Sunday, December 2, 2007

"Vanity of Vanities. All is Vanity"

There has been something pressing on my mind lately. It doesn't seem to pass through like the other thoughts.

As I was walking through the campus, shielding my body from the frosty wind. The thought hit me as fierce as the wind. I looked up to the sky and was reminded of a quote from the bible.

"Vanity of Vanities, All is Vanity."

It's such a simple quote. In a way, it means nothing really matters. The work, the clothes, the songs, the words, even the friends. Though, that interpretation seems a little harsh.

But in essence, that is the pure meaning. It is simple wisdom. I find that with that thought, it puts things are ease. Life is simple. Life isn't so huge thing that can't be conquered. Life really is meant to be conquered. It's meant to be lived.

That is simple enough. But I've been in moments where that simple wisdom was lost by me. Some moments I stop living life and start fighting it. Trying to mount a flag and claim it as my own, I control it. Fortunately, I never won that fight.

It can be easy to want to take up arms against life. It comes at me sometimes and stabs hard, piercing my skin. It hurts bad. I want to fight, I want to scream, I want to justify myself. It takes good self control not to justify myself.

I've sat in moments that seem anger surrounded me. In these moments, I just wanted to explain, to make them understand why. Maybe they would stop. I try a few times. Fortunately, my explanations were met with more anger.

To be more specific, here is a simple example. I come across people who know me before I ever know them.
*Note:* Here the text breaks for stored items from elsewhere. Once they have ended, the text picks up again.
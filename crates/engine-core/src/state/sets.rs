use serde::{Deserialize, Serialize};
use std::collections::BTreeSet;

#[derive(Serialize, Deserialize, Debug, Clone, Copy, PartialEq, Eq, Hash)]
#[serde(rename_all = "snake_case")]
pub enum OffsetStatus {
    Completed,
    Err,
}

/// One per-offset outcome reported by a sweep worker.
#[derive(Debug, Clone, Copy, PartialEq, Eq)]
pub struct StateEvent {
    pub status: OffsetStatus,
    pub offset: i64,
}

impl StateEvent {
    pub fn completed(offset: i64) -> Self {
        Self {
            status: OffsetStatus::Completed,
            offset,
        }
    }

    pub fn err(offset: i64) -> Self {
        Self {
            status: OffsetStatus::Err,
            offset,
        }
    }
}

/// Completed and Err offsets of one task. The two sets never overlap.
#[derive(Serialize, Deserialize, Debug, Clone, Default, PartialEq, Eq)]
pub struct OffsetSets {
    #[serde(default)]
    pub completed: BTreeSet<i64>,
    #[serde(default)]
    pub err: BTreeSet<i64>,
}

impl OffsetSets {
    /// Completed wins: it clears a prior Err, and a later Err for a completed
    /// offset is dropped.
    pub fn apply(&mut self, event: StateEvent) {
        match event.status {
            OffsetStatus::Completed => {
                self.err.remove(&event.offset);
                self.completed.insert(event.offset);
            }
            OffsetStatus::Err => {
                if !self.completed.contains(&event.offset) {
                    self.err.insert(event.offset);
                }
            }
        }
    }

    pub fn status(&self, offset: i64) -> Option<OffsetStatus> {
        if self.completed.contains(&offset) {
            Some(OffsetStatus::Completed)
        } else if self.err.contains(&offset) {
            Some(OffsetStatus::Err)
        } else {
            None
        }
    }

    pub fn recorded(&self) -> BTreeSet<i64> {
        self.completed.union(&self.err).copied().collect()
    }

    pub fn len(&self) -> usize {
        self.completed.len() + self.err.len()
    }

    pub fn is_empty(&self) -> bool {
        self.completed.is_empty() && self.err.is_empty()
    }
}
use crate::error::OffsetError;
use engine_core::{error::StoreError, retry::RetryDisposition};

/// Whether a failed offset is worth another immediate attempt.
///
/// Replies that describe the document's state (exists, not found, path
/// present or absent) would come back the same on every attempt, and
/// integrity failures are never retried automatically.
pub fn classify_offset_error(err: &OffsetError) -> RetryDisposition {
    match err {
        OffsetError::Store(store) => classify_store_error(store),
        OffsetError::Integrity { .. } => RetryDisposition::Stop,
    }
}

pub fn classify_store_error(err: &StoreError) -> RetryDisposition {
    if err.is_transient() {
        RetryDisposition::Retry
    } else {
        RetryDisposition::Stop
    }
}
use crate::error::ActorError;
use async_trait::async_trait;
use std::{
    fmt::Debug,
    sync::{
        Arc,
        atomic::{AtomicBool, Ordering},
    },
};
use tokio::{sync::mpsc, task::JoinHandle};
use tracing::error;

#[derive(Debug, Clone)]
pub struct ActorContext {
    name: Arc<str>,
    stopped: Arc<AtomicBool>,
}

impl ActorContext {
    pub fn new(name: impl Into<String>) -> Self {
        Self {
            name: Arc::from(name.into()),
            stopped: Arc::new(AtomicBool::new(false)),
        }
    }

    pub fn name(&self) -> &str {
        &self.name
    }

    /// Ask the runtime to leave the mailbox loop after the current message.
    /// Messages still queued behind it are dropped.
    pub fn stop(&self) {
        self.stopped.store(true, Ordering::SeqCst);
    }

    pub fn is_stopped(&self) -> bool {
        self.stopped.load(Ordering::SeqCst)
    }
}

/// Single-mailbox actor.
///
/// The runtime will:
///   * call `on_start` once,
///   * then call `handle` for every incoming message until the mailbox closes
///     or the actor calls [`ActorContext::stop`],
///   * and finally call `on_stop` before shutdown.
#[async_trait]
pub trait Actor<M>: Send + 'static
where
    M: Send + Debug + 'static,
{
    async fn on_start(&mut self, _ctx: &ActorContext) -> Result<(), ActorError> {
        Ok(())
    }

    async fn handle(&mut self, msg: M, ctx: &ActorContext) -> Result<(), ActorError>;

    async fn on_stop(&mut self, _ctx: &ActorContext) -> Result<(), ActorError> {
        Ok(())
    }
}

/// Handle used by other components to send messages to an actor.
#[derive(Debug)]
pub struct ActorRef<M>
where
    M: Send + Debug + 'static,
{
    name: Arc<str>,
    tx: mpsc::Sender<M>,
}

impl<M> Clone for ActorRef<M>
where
    M: Send + Debug + 'static,
{
    fn clone(&self) -> Self {
        Self {
            name: self.name.clone(),
            tx: self.tx.clone(),
        }
    }
}

impl<M> ActorRef<M>
where
    M: Send + Debug + 'static,
{
    pub fn new(name: impl Into<String>, tx: mpsc::Sender<M>) -> Self {
        Self {
            name: Arc::from(name.into()),
            tx,
        }
    }

    pub fn name(&self) -> &str {
        &self.name
    }

    /// Send, waiting for mailbox room.
    pub async fn send(&self, msg: M) -> Result<(), ActorError> {
        self.tx
            .send(msg)
            .await
            .map_err(|_| ActorError::MailboxClosed)
    }

    /// Send without waiting; a full mailbox is reported as such.
    pub fn try_send(&self, msg: M) -> Result<(), ActorError> {
        self.tx.try_send(msg).map_err(|e| match e {
            mpsc::error::TrySendError::Full(_) => ActorError::MailboxFull,
            mpsc::error::TrySendError::Closed(_) => ActorError::MailboxClosed,
        })
    }

    pub fn is_closed(&self) -> bool {
        self.tx.is_closed()
    }
}

/// Spawns a Tokio task that runs the actor event loop and returns an `ActorRef` and `JoinHandle`.
pub fn spawn_actor<M, A>(
    name: impl Into<String>,
    mailbox_capacity: usize,
    mut actor: A,
) -> (ActorRef<M>, JoinHandle<()>)
where
    A: Actor<M>,
    M: Send + Debug + 'static,
{
    let name_str = name.into();
    let ctx = ActorContext::new(name_str.clone());
    let (tx, mut rx) = mpsc::channel::<M>(mailbox_capacity.max(1));
    let actor_ref = ActorRef::new(name_str, tx);

    let handle = tokio::spawn(async move {
        if let Err(e) = actor.on_start(&ctx).await {
            error!(actor = %ctx.name(), ?e, "actor on_start failed");
            return;
        }

        while let Some(msg) = rx.recv().await {
            if let Err(e) = actor.handle(msg, &ctx).await {
                error!(actor = %ctx.name(), ?e, "actor handle failed");
            }
            if ctx.is_stopped() {
                break;
            }
        }
        rx.close();

        if let Err(e) = actor.on_stop(&ctx).await {
            error!(actor = %ctx.name(), ?e, "actor on_stop failed");
        }
    });

    (actor_ref, handle)
}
This situation tends to bring judgements of what and who I am. The judgements tend to be good. Every once in a while, they are bad. They are piercingly bad.

It takes me by suprise when I recieve that reaction. I remember the first few times. I was shocked. In a way, I shrunk into the fetal position like I was just drilled in the stomach. Laying there, I kept trying to explain to them, to myself. Seeking answers.

It took me a while til I realize, what will be, will be. It's ok either way. The tricky thing is in order to disregard the negative reactions, I had to disregard the positive ones as well. It's impossible to take just the positive. It's a coin and all coins are double sided. No way around that.

But the light behind all of this:

"Vanity of Vanities, All is Vanity."

Truly, it doesn't matter. Either way, good reaction, bad reaction. Constantly clubbing or constantly studying. In the end, none of it will be there with you in the grave. No one will be worried about what you are doing, when they are six feet under just like you.

So what now? Just live, just love. Despite what anyone says, just go.

I can't say how much I wish I knew this early. But the past is gone. The future is coming but not soon enough for me to be looking for it. I rather just stay in the present and live. Live through the negative, indulge it all including the pain. Indulge in the love. Simply because, love and pain are vanities.

They are also the indregients of life. So eat up and enjoy it. Live life.

These words are more for myself then whoever reads this thing. O well, thats all for now.